As far as economic and political events, this week is starting off slow and will quickly ramp up each day as we get closer to the G-7 meeting in Quebec this weekend. U.S. trade policy continues to be a main concern, propelling a risk-on sentiment in the market.
Dollar weakness subsides Monday
The dollar started off Monday morning down across the board with the euro and pound advancing earlier in the day.
The greenback was able to fight back against both currencies despite worst-than-expected factory orders for April.
EUR/USD is trading down around 1.169 after reaching 1.174 earlier Monday. Cable is also falling back after reaching fresh highs. The GBP/USD pair attempted to regain 1.34 earlier and now trades around 1.331.
Tuesday gets busy
The economic events for the week start getting more serious on Tuesday, starting with the Reserve Bank of Australia’s monetary policy statement and interest rate decision. RBA is expected to hold rates at 1.5%.
A series of services and composite PMIs for the Eurozone and the U.S. will trickle out throughout the rest of the day, with most expected to remain steady from the previous reading.
The U.S. ISM non-manufacturing PMI is expected to grow to 57.5 for May from 56.8 the previous month.
Aussie dollar still in focus midweek
The Australian dollar will be the main event as we wake up Wednesday. The Q1 GDP for Australia is due and expected to show growth of 0.8% quarter over quarter.
In the afternoon, the U.S. trade balance could impact the pairs.
Eurozone GDP Thursday
We’ll get a better idea of the Euro-area growth for Q1 on Thursday with a GDP reading. Most are expecting steady growth from the region, which has been plagued by slow growth lately.

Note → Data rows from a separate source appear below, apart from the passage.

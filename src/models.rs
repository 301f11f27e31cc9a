//! # Resource Models
//!
//! Wire types for the create-resource call. Field names follow the API's
//! camelCase JSON (`userId`).

use serde::{Deserialize, Serialize};
use serde_json::{Map, Value};

use crate::constants::payload;

/// Payload sent to `POST /posts`
#[derive(Debug, Clone, PartialEq, Eq, Serialize, Deserialize)]
pub struct NewResource {
    pub title: String,
    pub body: String,
    #[serde(rename = "userId")]
    pub user_id: i64,
}

impl NewResource {
    pub fn new(title: impl Into<String>, body: impl Into<String>, user_id: i64) -> Self {
        Self {
            title: title.into(),
            body: body.into(),
            user_id,
        }
    }
}

impl Default for NewResource {
    fn default() -> Self {
        Self::new(payload::TITLE, payload::BODY, payload::USER_ID)
    }
}

/// A created resource as echoed back by the API
#[derive(Debug, Clone, PartialEq, Serialize, Deserialize)]
pub struct ResourceRecord {
    /// Server-assigned id, replaced locally by the sentinel
    #[serde(default)]
    pub id: Option<i64>,
    pub title: String,
    pub body: String,
    #[serde(rename = "userId")]
    pub user_id: i64,
    /// Any additional fields the server echoed
    #[serde(flatten)]
    pub extra: Map<String, Value>,
}

impl ResourceRecord {
    /// Replace whatever id the server returned with `sentinel`
    #[must_use]
    pub fn with_sentinel_id(mut self, sentinel: i64) -> Self {
        self.id = Some(sentinel);
        self
    }

    /// Id used to address the resource; `0` if the record was never assigned one
    pub fn resource_id(&self) -> i64 {
        self.id.unwrap_or_default()
    }
}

We’ll see if that can help the euro hold up against the USD, which has experienced weeks of advances against the common currency.
Trade, N. Korea still major factors
On Thursday, preparations for the U.S.-North Korea summit next week will ramp up when Japanese Prime Minister Shinzo Abe visits The White House. He is expected to discuss the North Korean summit with Trump.

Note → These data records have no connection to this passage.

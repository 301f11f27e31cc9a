use serde::{Deserialize, Serialize};
use std::fmt;

/// Scenario state definitions, in the order a passing run visits them
#[derive(Debug, Clone, Copy, Default, PartialEq, Eq, Hash, Serialize, Deserialize)]
#[serde(rename_all = "snake_case")]
pub enum ScenarioState {
    /// Nothing has run yet
    #[default]
    Pending,
    /// The data fixture created the resource
    ApiCreated,
    /// The dashboard heading became visible
    UiVerified,
    /// The mobile context reported the expected viewport width
    MobileVerified,
    /// A foreign context could not see the resource
    IsolationVerified,
    /// Every check passed
    Done,
    /// A step failed; the sequence halted
    Failed,
}

impl ScenarioState {
    /// Check if this is a terminal state (no further transitions allowed)
    pub fn is_terminal(&self) -> bool {
        matches!(self, Self::Done | Self::Failed)
    }

    /// The step that runs from this state, if any
    pub fn next_step(&self) -> Option<ScenarioStep> {
        match self {
            Self::Pending => Some(ScenarioStep::CreateResource),
            Self::ApiCreated => Some(ScenarioStep::VerifyUi),
            Self::UiVerified => Some(ScenarioStep::VerifyMobile),
            Self::MobileVerified => Some(ScenarioStep::VerifyIsolation),
            Self::IsolationVerified | Self::Done | Self::Failed => None,
        }
    }
}

impl fmt::Display for ScenarioState {
    fn fmt(&self, f: &mut fmt::Formatter<'_>) -> fmt::Result {
        match self {
            Self::Pending => write!(f, "pending"),
            Self::ApiCreated => write!(f, "api_created"),
            Self::UiVerified => write!(f, "ui_verified"),
            Self::MobileVerified => write!(f, "mobile_verified"),
            Self::IsolationVerified => write!(f, "isolation_verified"),
            Self::Done => write!(f, "done"),
            Self::Failed => write!(f, "failed"),
        }
    }
}

impl std::str::FromStr for ScenarioState {
    type Err = String;

    fn from_str(s: &str) -> Result<Self, Self::Err> {
        match s {
            "pending" => Ok(Self::Pending),
            "api_created" => Ok(Self::ApiCreated),
            "ui_verified" => Ok(Self::UiVerified),
            "mobile_verified" => Ok(Self::MobileVerified),
            "isolation_verified" => Ok(Self::IsolationVerified),
            "done" => Ok(Self::Done),
            "failed" => Ok(Self::Failed),
            _ => Err(format!("Invalid scenario state: {s}")),
        }
    }
}

/// The four checks of the flow
#[derive(Debug, Clone, Copy, PartialEq, Eq, Hash, Serialize, Deserialize)]
#[serde(rename_all = "snake_case")]
pub enum ScenarioStep {
    CreateResource,
    VerifyUi,
    VerifyMobile,
    VerifyIsolation,
}

impl ScenarioStep {
    /// 1-based position in the sequence
    pub fn number(&self) -> u8 {
        match self {
            Self::CreateResource => 1,
            Self::VerifyUi => 2,
            Self::VerifyMobile => 3,
            Self::VerifyIsolation => 4,
        }
    }

    /// Progress line logged once the step passes
    pub fn progress_message(&self, title: &str) -> String {
        match self {
            Self::CreateResource => format!("Step 1: Project '{title}' created via API."),
            Self::VerifyUi => "Step 2: UI Dashboard loaded successfully.".to_string(),
            Self::VerifyMobile => "Step 3: Mobile view verified.".to_string(),
            Self::VerifyIsolation => {
                "Step 4: Security check passed. Tenant isolation verified.".to_string()
            }
        }
    }
}

impl fmt::Display for ScenarioStep {
    fn fmt(&self, f: &mut fmt::Formatter<'_>) -> fmt::Result {
        match self {
            Self::CreateResource => write!(f, "create_resource"),
            Self::VerifyUi => write!(f, "verify_ui"),
            Self::VerifyMobile => write!(f, "verify_mobile"),
            Self::VerifyIsolation => write!(f, "verify_isolation"),
        }
    }
}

As a close neighbor, the Japanese have a vested interest in the security and peace of the region, including North Korea’s denuclearization.
Then this weekend, criticism of U.S. trade policy will likely continue at the G-7 meeting in Quebec. Although, this time possibly in front of Trump himself. The President is scheduled to attend with other leaders of the G-7 member countries.